┌────────
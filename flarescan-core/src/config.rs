//! Detection configuration.

use crate::error::{Error, Result};
use crate::instrument::Instrument;

#[cfg(feature = "serde")]
use serde::{Deserialize, Serialize};

/// Parameters consumed by the variability and detection pipeline.
#[derive(Debug, Clone, PartialEq)]
#[cfg_attr(feature = "serde", derive(Serialize, Deserialize))]
pub struct DetectionConfig {
    /// Side of the detection box in pixels.
    pub box_size: usize,
    /// Multiple of the median variability a box must exceed per pixel.
    pub detection_level: f64,
    /// Time window width in seconds.
    pub time_window: f64,
    /// Minimum live fraction of a time window, in `[0, 1]`.
    pub good_time_ratio: f64,
    /// Maximum number of concurrent tile workers.
    pub max_workers: usize,
    /// Box scan stride in pixels. `None` scans non-overlapping boxes.
    pub scan_stride: Option<usize>,
    /// Camera family.
    pub instrument: Instrument,
}

impl Default for DetectionConfig {
    fn default() -> Self {
        Self {
            box_size: 3,
            detection_level: 10.0,
            time_window: 100.0,
            good_time_ratio: 1.0,
            max_workers: 8,
            scan_stride: None,
            instrument: Instrument::Pn,
        }
    }
}

impl DetectionConfig {
    /// Creates a configuration with default values for the given camera.
    #[must_use]
    pub fn new(instrument: Instrument) -> Self {
        Self {
            instrument,
            ..Self::default()
        }
    }

    /// Sets the detection box size.
    #[must_use]
    pub fn with_box_size(mut self, box_size: usize) -> Self {
        self.box_size = box_size;
        self
    }

    /// Sets the detection level.
    #[must_use]
    pub fn with_detection_level(mut self, level: f64) -> Self {
        self.detection_level = level;
        self
    }

    /// Sets the time window width.
    #[must_use]
    pub fn with_time_window(mut self, seconds: f64) -> Self {
        self.time_window = seconds;
        self
    }

    /// Sets the good-time ratio.
    #[must_use]
    pub fn with_good_time_ratio(mut self, ratio: f64) -> Self {
        self.good_time_ratio = ratio;
        self
    }

    /// Sets the maximum number of workers.
    #[must_use]
    pub fn with_max_workers(mut self, workers: usize) -> Self {
        self.max_workers = workers;
        self
    }

    /// Sets an explicit box scan stride.
    #[must_use]
    pub fn with_scan_stride(mut self, stride: usize) -> Self {
        self.scan_stride = Some(stride);
        self
    }

    /// Effective scan stride.
    #[must_use]
    pub fn stride(&self) -> usize {
        self.scan_stride.unwrap_or(self.box_size)
    }

    /// Checks every parameter against its allowed range.
    ///
    /// # Errors
    /// Returns [`Error::ConfigError`] naming the first offending parameter.
    pub fn validate(&self) -> Result<()> {
        if self.box_size == 0 {
            return Err(Error::ConfigError("box size must be at least 1".into()));
        }
        if !(self.detection_level.is_finite() && self.detection_level > 0.0) {
            return Err(Error::ConfigError(format!(
                "detection level must be positive, got {}",
                self.detection_level
            )));
        }
        if !(self.time_window.is_finite() && self.time_window > 0.0) {
            return Err(Error::ConfigError(format!(
                "time window must be positive, got {}",
                self.time_window
            )));
        }
        if !(0.0..=1.0).contains(&self.good_time_ratio) {
            return Err(Error::ConfigError(format!(
                "good time ratio must be within [0, 1], got {}",
                self.good_time_ratio
            )));
        }
        if self.max_workers == 0 {
            return Err(Error::ConfigError("max workers must be at least 1".into()));
        }
        if self.scan_stride == Some(0) {
            return Err(Error::ConfigError("scan stride must be at least 1".into()));
        }
        Ok(())
    }
}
└────────
## Assignment
When a line above contains the string "Sets", copy that line.

## Exercise answer
    /// Sets the detection box size.
    /// Sets the detection level.
    /// Sets the time window width.
    /// Sets the good-time ratio.
    /// Sets the maximum number of workers.
    /// Sets an explicit box scan stride.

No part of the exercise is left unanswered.